Has your food been chemically altered? New database of 50,000 products provides answers
Northeastern experts are taking the mystery out of what we eat.
In a paper published Tuesday in Nature Food, Giulia Menichetti, senior research scientist at Northeastern's Network Science Institute, demonstrates that the concentrations of different nutrients in food follow a fixed pattern, and that the amount of any given nutrient in a food follows a similar mathematical formula.
Inspired by these findings, her team determined that 73% of the U.S. food supply is ultra-processed, which they link to a higher risk of developing a variety of health issues. Their findings, which showed the level of processing for over 50,000 foods sold in the United States, were published in an online database for public use.
Menichetti hopes this database will help fill in gaps in the public's knowledge about what they eat—specifically, how processed the food actually is.
The study is part of a larger project called Foodome, which was cofounded by Albert-László Barabási, Robert Gray Dodge Professor of Network Science at Northeastern and co-author of the study. Similar to what the Human Genome Project did for human genetics, Foodome seeks to map out all of the chemical components of the human diet, with the goal of better understanding how what we eat impacts our health.
"It's really food and environment, not simply genetics, that are the major determinants of our health," Menichetti says.
That's a good thing, she says. Unlike our genetic makeup, diet is something over which people have control. But to do so requires knowing what's actually in our food. That's why Menichetti's team is mapping the "dark matter" of food—or, the unknown chemical components that go beyond what's listed in the nutrition facts. This could help us understand what's in what we eat, and how much it has been processed before it reaches our plates.
What does it mean for a food to be processed—and why does it matter? Barabási says processing applies to literally anything you do to a food, like chopping up vegetables.
"That by itself is not a problem," he says. "The problem is ultra-processing."
For a food to be ultra-processed, he says, it must have been chemically altered. One example is some orange juices that are labeled "natural" but are actually divided into three different chemicals before being stored separately and remixed later.
There may be no indication on a package that this product is ultra-processed, he says. The USDA only tracks and reports so many nutritional components, and the FDA only requires companies to report around 12 nutrients. This is a problem because, as the team claims, there is a link between ultra-processed foods and a "higher risk of metabolic syndrome, diabetes, angina, elevated blood pressure and biological age."
Menichetti's findings take a step toward a better understanding of all food chemicals. In her paper, she observes that natural nutrients exhibit common patterns, well captured by a single equation.
The finding is unprecedented, Barabasi says. "The very existence of this formula was the most surprising thing," he says. "No one has even realized that that is possible."
Unfortunately, there's no biomarker or chemical indicator for ultra-processed foods. But in two follow-up papers, both of which are under review, Menichetti shows that by revealing what nutrient concentrations should look like in natural, non-processed foods, the equation can still help us determine which foods in the U.S. supply have been chemically altered and thereby deviate from nutrient ranges observed in natural ingredients.

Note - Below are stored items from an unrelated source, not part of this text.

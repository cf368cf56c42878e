//! Mission run state and the per-tick transition
//!
//! [`SimState`] is folded over ticks: every transition consumes the previous
//! state and returns the next one together with the side effects the driver
//! must publish. Nothing here touches clocks, locks or channels.

use crate::config::SimConfig;
use crate::detection::{self, DetectorState};
use crate::kinematics;
use crate::power;
use crate::track::FlightTrack;

use gcs_core::{
    format_flight_time, Battery, DetectionEvent, FlightMode, GeoPoint, MissionSummary,
    TelemetrySnapshot,
};
use rand::Rng;

/// Heading reported at arming
const INITIAL_HEADING: f64 = 345.0;

/// Everything the engine remembers between ticks
#[derive(Debug, Clone)]
pub struct SimState {
    active: bool,
    elapsed_seconds: u64,
    home: GeoPoint,
    heading: f64,
    battery: Battery,
    detector: DetectorState,
    track: FlightTrack,
    detections: Vec<DetectionEvent>,
    snapshot: TelemetrySnapshot,
}

/// Observable consequence of a transition
#[derive(Debug, Clone, PartialEq)]
pub enum Effect {
    MissionStarted { home: GeoPoint },
    Ticked,
    SiteDetected(DetectionEvent),
    BatteryLow { percentage: f64 },
    MissionEnded(MissionSummary),
}

/// Next state plus what happened on the way
#[derive(Debug, Clone)]
pub struct Transition {
    pub state: SimState,
    pub effects: Vec<Effect>,
}

impl Transition {
    fn quiet(state: SimState) -> Self {
        Self {
            state,
            effects: Vec::new(),
        }
    }

    /// The summary handed over when this transition ended a mission
    pub fn summary(&self) -> Option<&MissionSummary> {
        self.effects.iter().find_map(|e| match e {
            Effect::MissionEnded(summary) => Some(summary),
            _ => None,
        })
    }
}

impl SimState {
    /// Quiescent state at process start
    pub fn new(home: GeoPoint, battery_percent: f64) -> Self {
        let battery = Battery::from_percentage(battery_percent);
        Self {
            active: false,
            elapsed_seconds: 0,
            home,
            heading: INITIAL_HEADING,
            battery,
            detector: DetectorState::Idle,
            track: FlightTrack::new(),
            detections: Vec::new(),
            snapshot: TelemetrySnapshot::quiescent(home, battery.percentage),
        }
    }

    pub fn from_config(cfg: &SimConfig) -> Self {
        Self::new(cfg.fallback_home, cfg.initial_battery_percent)
    }

    pub fn is_active(&self) -> bool {
        self.active
    }

    pub fn elapsed_seconds(&self) -> u64 {
        self.elapsed_seconds
    }

    pub fn home(&self) -> GeoPoint {
        self.home
    }

    pub fn battery(&self) -> Battery {
        self.battery
    }

    pub fn track(&self) -> &FlightTrack {
        &self.track
    }

    pub fn detections(&self) -> &[DetectionEvent] {
        &self.detections
    }

    pub fn detector(&self) -> &DetectorState {
        &self.detector
    }

    /// Last published snapshot
    pub fn snapshot(&self) -> &TelemetrySnapshot {
        &self.snapshot
    }

    /// Single entry point for the fold: `active` is the external mission flag.
    ///
    /// - inactive -> active: arm and reset the run at the current home
    /// - active -> active: one simulation tick
    /// - active -> inactive: hand over the summary and return to quiescent
    /// - inactive -> inactive: one standby-drain step
    pub fn advance<R: Rng + ?Sized>(self, active: bool, cfg: &SimConfig, rng: &mut R) -> Transition {
        match (self.active, active) {
            (false, true) => {
                let home = self.home;
                self.begin(home)
            }
            (true, true) => self.tick(cfg, rng),
            (true, false) => self.finish(),
            (false, false) => Transition::quiet(self.standby(cfg)),
        }
    }

    /// Arm and reset the run around `home`. Battery carries over.
    pub fn begin(self, home: GeoPoint) -> Transition {
        let battery = self.battery;
        let mut snapshot = TelemetrySnapshot::quiescent(home, battery.percentage);
        snapshot.armed_state = true;

        let state = Self {
            active: true,
            elapsed_seconds: 0,
            home,
            heading: INITIAL_HEADING,
            battery,
            detector: DetectorState::Idle,
            track: FlightTrack::new(),
            detections: Vec::new(),
            snapshot,
        };

        Transition {
            state,
            effects: vec![Effect::MissionStarted { home }],
        }
    }

    /// Advance the mission by exactly one second.
    ///
    /// Elapsed time moves first; position/attitude, battery and detector are
    /// then evaluated in that order against the new second.
    pub fn tick<R: Rng + ?Sized>(mut self, cfg: &SimConfig, rng: &mut R) -> Transition {
        debug_assert!(self.active, "tick on an inactive run");
        let mut effects = vec![Effect::Ticked];

        self.elapsed_seconds += 1;
        let elapsed = self.elapsed_seconds;

        let kin = kinematics::generate(elapsed, self.home, self.heading, cfg.loiter_radius_deg, rng);

        let previous_percent = self.battery.percentage;
        let battery = power::mission_step(previous_percent, &cfg.power, rng);
        if power::crossed_low_threshold(previous_percent, battery.percentage, cfg.power.low_battery_threshold) {
            effects.push(Effect::BatteryLow {
                percentage: battery.percentage,
            });
        }

        let step = detection::step(&self.detector, elapsed, &cfg.detection, rng);
        if let Some(event) = step.new_event {
            self.detections.push(event.clone());
            effects.push(Effect::SiteDetected(event));
        }

        self.track.record(kin.position);

        self.heading = kin.heading;
        self.battery = battery;
        self.detector = step.state;
        self.snapshot = TelemetrySnapshot {
            position: kin.position,
            altitude: kin.altitude,
            speed: kin.speed,
            roll: kin.roll,
            pitch: kin.pitch,
            heading: kin.heading,
            signal_strength: self.snapshot.signal_strength,
            battery,
            satellite_count: self.snapshot.satellite_count,
            elapsed_seconds: elapsed,
            elapsed_flight_time: format_flight_time(elapsed),
            distance_from_home: kin.distance_from_home,
            flight_mode: FlightMode::Loiter,
            armed_state: true,
            active_detection: self.detector.active().cloned(),
            detection_log: self.detections.clone(),
            flight_path: self.track.points().to_vec(),
        };

        Transition {
            state: self,
            effects,
        }
    }

    /// Hand over the mission artifacts and return to a quiescent state
    pub fn finish(self) -> Transition {
        if !self.active {
            return Transition::quiet(self);
        }

        let summary = MissionSummary {
            flight_time: self.snapshot.elapsed_flight_time.clone(),
            elapsed_seconds: self.elapsed_seconds,
            home: self.home,
            bounds: self.track.bounds(),
            distance_flown_m: self.track.path_length_m(),
            flight_path: self.track.into_points(),
            detections: self.detections,
            final_battery_percent: self.battery.percentage,
        };

        let state = Self::new(self.home, self.battery.percentage);
        Transition {
            state,
            effects: vec![Effect::MissionEnded(summary)],
        }
    }

    /// One idle clock step. Only the standby model drains while inactive.
    pub fn standby(mut self, cfg: &SimConfig) -> Self {
        if self.active {
            return self;
        }
        self.battery = power::standby_step(self.battery.percentage, &cfg.power);
        self.snapshot.battery = self.battery;
        self
    }

    /// Move the loiter centre after a late location fix.
    ///
    /// Already-recorded track points are left untouched; the displayed
    /// position jumps to the new home until the next tick.
    pub fn relocate_home(mut self, home: GeoPoint) -> Self {
        self.home = home;
        self.snapshot.position = home;
        self
    }
}

impl Default for SimState {
    fn default() -> Self {
        Self::from_config(&SimConfig::default())
    }
}

// ============================================================================
// TESTS
// ============================================================================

"It suggests a way to identify things that are outliers, things that do not behave in the ranges that are observed in natural ingredients," she says. "What we observe is that ultra-processed food … is basically behaving in a way that shows extreme concentrations in many different nutrients." For example, when an onion is fried and battered, more than half of its nutrients change in concentration; these changes correlate with the level of processing.
Knowing this, the team tried to figure out how much of the entire U.S. food supply is ultra-processed. Thanks to machine learning, Menichetti and her co-authors—Babak Ravandi, a postdoctoral researcher at Northeastern, and Dariush Mozaffarian of Tufts University—were able to do just that.
Their final task was to release this information to the public so people could make more informed decisions about their diets. The third paper, which Menichetti co-authored with Ravandi and research assistant Peter Mehler, introduces GroceryDB, a database that includes information on over 50,000 food items sold at major food retailers.
The online version of the database allows consumers to browse the food supply for the level of processing. Each food is given a score from 0 to 100, and users can compare different products. For example, Triscuits with a hint of sea salt have a score of 89, original Cheez-Its score 57, and whole wheat Ritz crackers score 29. Meanwhile, reduced fat Wheat Thins received a 3.